Negotiators Humberto de la Calle Lombana, who leads the Colombian government delegation in Cuba, and Sergio Jaramillo Caro, the high commissioner for peace, presided over the event along with Colombian Ambassador to the U.S. Luis Carlos Villegas, who said holding the forum at UM was of extreme importance, particularly because of the large Colombian community in South Florida.
“Miami is one of the key spots geopolitically, economically, and commercially for our country,” said Villegas. “UM has one of the strongest programs on Latin America in the country and it is only logical that an important matter like the peace process in Colombia should be discussed here.”
The two-hour session, which was by invitation only and designed to provide up-to-date information to those interested in the peace process, was conducted in Spanish. It came two years after members of Colombian President Juan Manuel Santos’ government began negotiations in Cuba with the FARC, which the U.S. government regards as “narcoterrorists.”
To date, negotiators have reached partial agreement on three elements—land reform, political participation, and drug trafficking—of the five-point agenda.

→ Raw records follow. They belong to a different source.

use std::collections::HashMap;

use crate::ast::DeclaredType;

/// The signature a function definition was parsed with.
///
/// Types are recorded here for diagnostics and future consumers; the
/// interpreter only enforces them dynamically, operation by operation.
#[derive(Debug, Clone)]
pub struct FunctionSig {
    /// Declared parameter types, in order.
    pub params: Vec<DeclaredType>,
    /// Declared return type, if one was written.
    pub rtn:    Option<DeclaredType>,
}

/// The parser's view of what names exist.
///
/// A stack of maps from variable name to its declared type (if any),
/// chained lexically, plus the single program-wide function table. The
/// parser uses this purely to reject references to undeclared names; it
/// performs no type checking.
#[derive(Debug, Default)]
pub struct ParserScope {
    scopes: Vec<HashMap<String, Option<DeclaredType>>>,
    funcs:  HashMap<String, FunctionSig>,
}

impl ParserScope {
    /// Creates the scope for a fresh program, containing only the global
    /// level.
    #[must_use]
    pub fn new() -> Self {
        Self { scopes: vec![HashMap::new()],
               funcs:  HashMap::new(), }
    }

    /// Opens a nested lexical scope.
    pub fn enter(&mut self) {
        self.scopes.push(HashMap::new());
    }

    /// Closes the innermost lexical scope.
    pub fn exit(&mut self) {
        self.scopes.pop();
    }

    /// Records a variable declaration in the innermost scope.
    pub fn declare(&mut self, name: &str, ty: Option<DeclaredType>) {
        if let Some(scope) = self.scopes.last_mut() {
            scope.insert(name.to_string(), ty);
        }
    }

    /// Whether `name` is declared in this scope or any enclosing one.
    #[must_use]
    pub fn is_declared(&self, name: &str) -> bool {
        self.scopes.iter().rev().any(|scope| scope.contains_key(name))
    }

    /// Records a function definition.
    ///
    /// Returns `false` when a definition with this name already existed (a
    /// warning condition; the new signature replaces the old one).
    pub fn declare_function(&mut self, name: &str, sig: FunctionSig) -> bool {
        self.funcs.insert(name.to_string(), sig).is_none()
    }

    /// Whether a function with this name has been defined so far.
    #[must_use]
    pub fn has_function(&self, name: &str) -> bool {
        self.funcs.contains_key(name)
    }
}
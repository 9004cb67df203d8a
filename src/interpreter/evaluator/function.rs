use std::{io::Write, process::Command};

use crate::{
    ast::Expr,
    error::{Location, RuntimeError},
    interpreter::{
        evaluator::core::{Context, EvalResult, Flow, reject_range},
        value::core::Value,
    },
};

/// The builtin function names.
///
/// These are dispatched before the user function table is consulted, so a
/// program can never shadow them (the parser also refuses to define a
/// function under one of these names).
pub const BUILTIN_FUNCTIONS: &[&str] = &["print", "input", "int", "float", "str", "system"];

/// How many nested active calls of a single named function are allowed.
pub const RECURSION_LIMIT: usize = 1000;

impl Context {
    /// Evaluates a function call, builtin or user-defined.
    ///
    /// Builtins resolve by name first. `Ok(None)` means the call completed
    /// without producing a value, which a call statement discards and an
    /// expression position turns into an error.
    pub(crate) fn call_function(&mut self,
                                name: &str,
                                arguments: &[Expr],
                                loc: &Location)
                                -> EvalResult<Option<Value>> {
        match name {
            "print" => {
                let value = self.eval_argument(name, arguments, 0, 1, loc)?;

                // stdout failing mid-print is not a language-level error
                let _ = write!(self.output, "{value}");
                let _ = self.output.flush();

                Ok(None)
            },
            "input" => {
                check_arity(name, arguments.len(), 0, loc)?;

                let mut line = String::new();
                let _ = std::io::stdin().read_line(&mut line);
                while line.ends_with('\n') || line.ends_with('\r') {
                    line.pop();
                }

                Ok(Some(Value::Str(line)))
            },
            "int" => {
                let value = self.eval_argument(name, arguments, 0, 1, loc)?;
                Ok(Some(Value::Int(convert_to_int(&value, loc)?)))
            },
            "float" => {
                let value = self.eval_argument(name, arguments, 0, 1, loc)?;
                Ok(Some(Value::Float(convert_to_float(&value, loc)?)))
            },
            "str" => {
                let value = self.eval_argument(name, arguments, 0, 1, loc)?;

                match value {
                    Value::Bool(_) | Value::Int(_) | Value::Float(_) => {
                        Ok(Some(Value::Str(value.to_string())))
                    },
                    Value::Str(_) => Ok(Some(value)),
                    other => Err(RuntimeError::TypeMismatch {
                        what: format!("type '{}' cannot be converted into type 'str'",
                                      other.type_name()),
                        expected: "only types 'bool', 'int', 'float', and 'str' have a text form"
                            .to_string(),
                        loc: loc.clone(),
                    }),
                }
            },
            "system" => {
                let value = self.eval_argument(name, arguments, 0, 1, loc)?;

                let command = match value {
                    Value::Str(command) => command,
                    other => {
                        return Err(RuntimeError::TypeMismatch {
                            what: "function call 'system', argument number 1, must be type 'str'"
                                .to_string(),
                            expected: format!("argument is currently type '{}'",
                                              other.type_name()),
                            loc: loc.clone(),
                        });
                    },
                };

                Ok(Some(Value::Int(run_shell(&command, loc)?)))
            },
            _ => self.call_user_function(name, arguments, loc),
        }
    }

    /// Executes a user-defined function: binds the evaluated arguments into
    /// a fresh scope, runs the body, and absorbs its `return`.
    fn call_user_function(&mut self,
                          name: &str,
                          arguments: &[Expr],
                          loc: &Location)
                          -> EvalResult<Option<Value>> {
        let func = self.functions
                       .get(name)
                       .cloned()
                       .ok_or_else(|| RuntimeError::UnknownFunction { name: name.to_string(),
                                                                      loc:  loc.clone(), })?;

        if arguments.len() != func.params.len() {
            return Err(RuntimeError::ArgumentCount { function: name.to_string(),
                                                     expected: func.params.len().to_string(),
                                                     found:    arguments.len(),
                                                     loc:      loc.clone(), });
        }

        let mut values = Vec::with_capacity(arguments.len());
        for argument in arguments {
            let value = self.eval_expr(argument)?;
            reject_range(&value, argument.loc())?;
            values.push(value);
        }

        let counted;
        match &mut self.recursion {
            Some((current, depth)) if current == name => {
                *depth += 1;
                if *depth > RECURSION_LIMIT {
                    return Err(RuntimeError::RecursionLimit { function: name.to_string(),
                                                              limit:    RECURSION_LIMIT,
                                                              loc:      loc.clone(), });
                }
                counted = true;
            },
            Some(_) => counted = false,
            None => counted = true,
        }
        if counted && self.recursion.is_none() {
            self.recursion = Some((name.to_string(), 1));
        }

        self.push_scope();
        for (param, value) in func.params.iter().zip(values) {
            self.define_local(param, value);
        }

        let mut flow = Flow::Normal;
        for stmt in &func.body {
            match self.exec_stmt(stmt) {
                Ok(Flow::Normal) => {},
                Ok(returned) => {
                    flow = returned;
                    break;
                },
                Err(e) => {
                    self.pop_scope();
                    return Err(e);
                },
            }
        }
        self.pop_scope();

        if counted && let Some((_, depth)) = &mut self.recursion {
            *depth -= 1;
            if *depth == 0 {
                self.recursion = None;
            }
        }

        Ok(match flow {
            Flow::Return(value) => value,
            Flow::Normal => None,
        })
    }

    /// Evaluates the single argument of a unary builtin, checking arity
    /// and rejecting stray ranges.
    fn eval_argument(&mut self,
                     name: &str,
                     arguments: &[Expr],
                     index: usize,
                     arity: usize,
                     loc: &Location)
                     -> EvalResult<Value> {
        check_arity(name, arguments.len(), arity, loc)?;

        let value = self.eval_expr(&arguments[index])?;
        reject_range(&value, arguments[index].loc())?;

        Ok(value)
    }
}

/// Checks that a builtin received exactly `expected` arguments.
fn check_arity(name: &str, found: usize, expected: usize, loc: &Location) -> EvalResult<()> {
    if found == expected {
        Ok(())
    } else {
        Err(RuntimeError::ArgumentCount { function: name.to_string(),
                                          expected: expected.to_string(),
                                          found,
                                          loc: loc.clone() })
    }
}

/// Converts a value to `int`: booleans and floats by their usual
/// truncations, strings by decimal parse.
fn convert_to_int(value: &Value, loc: &Location) -> EvalResult<i64> {
    match value {
        Value::Bool(b) => Ok(i64::from(*b)),
        Value::Int(n) => Ok(*n),
        #[allow(clippy::cast_possible_truncation)]
        Value::Float(v) => Ok(*v as i64),
        Value::Str(s) => {
            s.trim()
             .parse()
             .map_err(|_| RuntimeError::InvalidConversion { target:   "int",
                                                            argument: s.clone(),
                                                            loc:      loc.clone(), })
        },
        other => Err(conversion_type_error("int", other, loc)),
    }
}

/// Converts a value to `float`, symmetric to [`convert_to_int`].
fn convert_to_float(value: &Value, loc: &Location) -> EvalResult<f32> {
    match value {
        Value::Bool(b) => Ok(if *b { 1.0 } else { 0.0 }),
        #[allow(clippy::cast_precision_loss)]
        Value::Int(n) => Ok(*n as f32),
        Value::Float(v) => Ok(*v),
        Value::Str(s) => {
            s.trim()
             .parse()
             .map_err(|_| RuntimeError::InvalidConversion { target:   "float",
                                                            argument: s.clone(),
                                                            loc:      loc.clone(), })
        },
        other => Err(conversion_type_error("float", other, loc)),
    }
}

/// The error for a conversion builtin applied to an inconvertible type.
fn conversion_type_error(target: &str, value: &Value, loc: &Location) -> RuntimeError {
    RuntimeError::TypeMismatch { what:     format!("function call '{target}', argument number 1, is currently type '{}'",
                                                   value.type_name()),
                                 expected: "argument can only be types 'bool', 'int', 'float', or 'str'"
                                           .to_string(),
                                 loc:      loc.clone(), }
}

/// Runs a command line through the host shell and reports its exit code.
fn run_shell(command: &str, loc: &Location) -> EvalResult<i64> {
    #[cfg(windows)]
    let status = Command::new("cmd").args(["/C", command]).status();
    #[cfg(not(windows))]
    let status = Command::new("sh").args(["-c", command]).status();

    match status {
        Ok(status) => Ok(i64::from(status.code().unwrap_or(-1))),
        Err(e) => Err(RuntimeError::ShellFailure { message: e.to_string(),
                                                   loc:     loc.clone(), }),
    }
}
use crate::{
    ast::{LoopSection, Stmt},
    error::{Location, RuntimeError},
    interpreter::{
        evaluator::core::{Context, EvalResult, Flow, reject_range},
        value::core::Value,
    },
};

impl Context {
    /// Executes a `loop` statement.
    ///
    /// A loop scope is pushed for the whole run. Init sections evaluate
    /// once into it (or overwrite an outer binding when one already
    /// exists); condition and range sections re-evaluate every iteration.
    /// The loop exits when a condition turns false or a range runs out; a
    /// `return` inside the body exits both the loop and the enclosing
    /// function.
    pub(crate) fn exec_loop(&mut self,
                            sections: &[LoopSection],
                            body: &[Stmt],
                            loc: &Location)
                            -> EvalResult<Flow> {
        self.push_scope();
        let result = self.loop_in_scope(sections, body, loc);
        self.pop_scope();

        result
    }

    /// The loop proper, run with the loop scope already on the stack.
    fn loop_in_scope(&mut self,
                     sections: &[LoopSection],
                     body: &[Stmt],
                     loc: &Location)
                     -> EvalResult<Flow> {
        for section in sections {
            if let LoopSection::Init { name, value } = section {
                let initial = self.eval_expr(value)?;
                reject_range(&initial, loc)?;

                if self.get_variable(name).is_some() {
                    self.assign_nearest(name, initial);
                } else {
                    self.define_local(name, initial);
                }
            }
        }

        let mut iteration: usize = 0;

        'run: loop {
            for section in sections {
                match section {
                    LoopSection::Init { .. } => {},
                    LoopSection::Condition(expr) => {
                        let value = self.eval_expr(expr)?;
                        let keep_going = value.as_bool().ok_or_else(|| {
                            RuntimeError::TypeMismatch {
                                what: "loop condition must be type 'bool'".to_string(),
                                expected: format!("condition is currently type '{}'",
                                                  value.type_name()),
                                loc: expr.loc().clone(),
                            }
                        })?;

                        if !keep_going {
                            break 'run;
                        }
                    },
                    LoopSection::Range { name, value } => {
                        match self.next_element(value, iteration)? {
                            Some(element) => self.define_local(name, element),
                            None => break 'run,
                        }
                    },
                }
            }

            match self.exec_block(body)? {
                Flow::Normal => {},
                returned => return Ok(returned),
            }

            iteration += 1;
        }

        Ok(Flow::Normal)
    }

    /// Produces the value a range section binds on the given iteration, or
    /// `None` once the sequence is exhausted.
    ///
    /// The section expression is re-evaluated every time, so a loop over a
    /// variable observes mutations the body makes to it.
    #[allow(clippy::cast_possible_wrap, clippy::cast_sign_loss)]
    fn next_element(&mut self,
                    value: &crate::ast::Expr,
                    iteration: usize)
                    -> EvalResult<Option<Value>> {
        let sequence = self.eval_expr(value)?;

        match sequence {
            Value::Range(start, end) => {
                let count = start.abs_diff(end) as usize;
                if iteration >= count {
                    return Ok(None);
                }

                let step = iteration as i64;
                Ok(Some(Value::Int(if start < end { start + step } else { start - 1 - step })))
            },
            Value::Str(s) => Ok(s.chars().nth(iteration).map(|c| Value::Str(c.to_string()))),
            Value::Array(items) => Ok(items.get(iteration).cloned()),
            other => Err(RuntimeError::TypeMismatch {
                what: "loop range must be type 'str', 'arr', or 'rng'".to_string(),
                expected: format!("range is currently type '{}'", other.type_name()),
                loc: value.loc().clone(),
            }),
        }
    }
}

The two remaining points center on truth and reparations for victims, and the end of the conflict, which includes a cease-fire.
Members of the press and academics at the event were able to ask questions and interact with key figures in a respectful, but spirited discussion moderated by Jaime Abello Banfi, general director of FNPI. The event was attended by numerous prestigious media organizations, including the BBC, CNN, Reuters, Radio Caracol, and Mundo Fox, among others.
“The forum gave me a better understanding of the process and a hint of where the negotiations are heading,” said Diego Urdaneta, correspondent for Agence France Presse. “The University played a fundamental role in providing a neutral territory to discuss the process without trepidation.”
Other participants included academics and international business and policy experts from UM and other institutions who see Miami as a significant site for this gathering, said Bruce Bagley, professor of international studies at the College of Arts and Sciences.
“The seminar hopes to reach the very large Colombian community in South Florida, and explain a process that can greatly improve conditions in their country under President Juan Manuel Santos,” said Bagley.
The event also gave students the opportunity to see political theories applied in complex, real-life situations and witness the development of a treaty that has the potential to change the direction of a country and impact the entire continent.
“It’s an occasion to turn theory into practical solutions,” said Nashira Chavez, a Ph.D. student in the Department of International Studies. “It’s an intense intellectual exercise because you need to connect all the dots when you see the process up close.”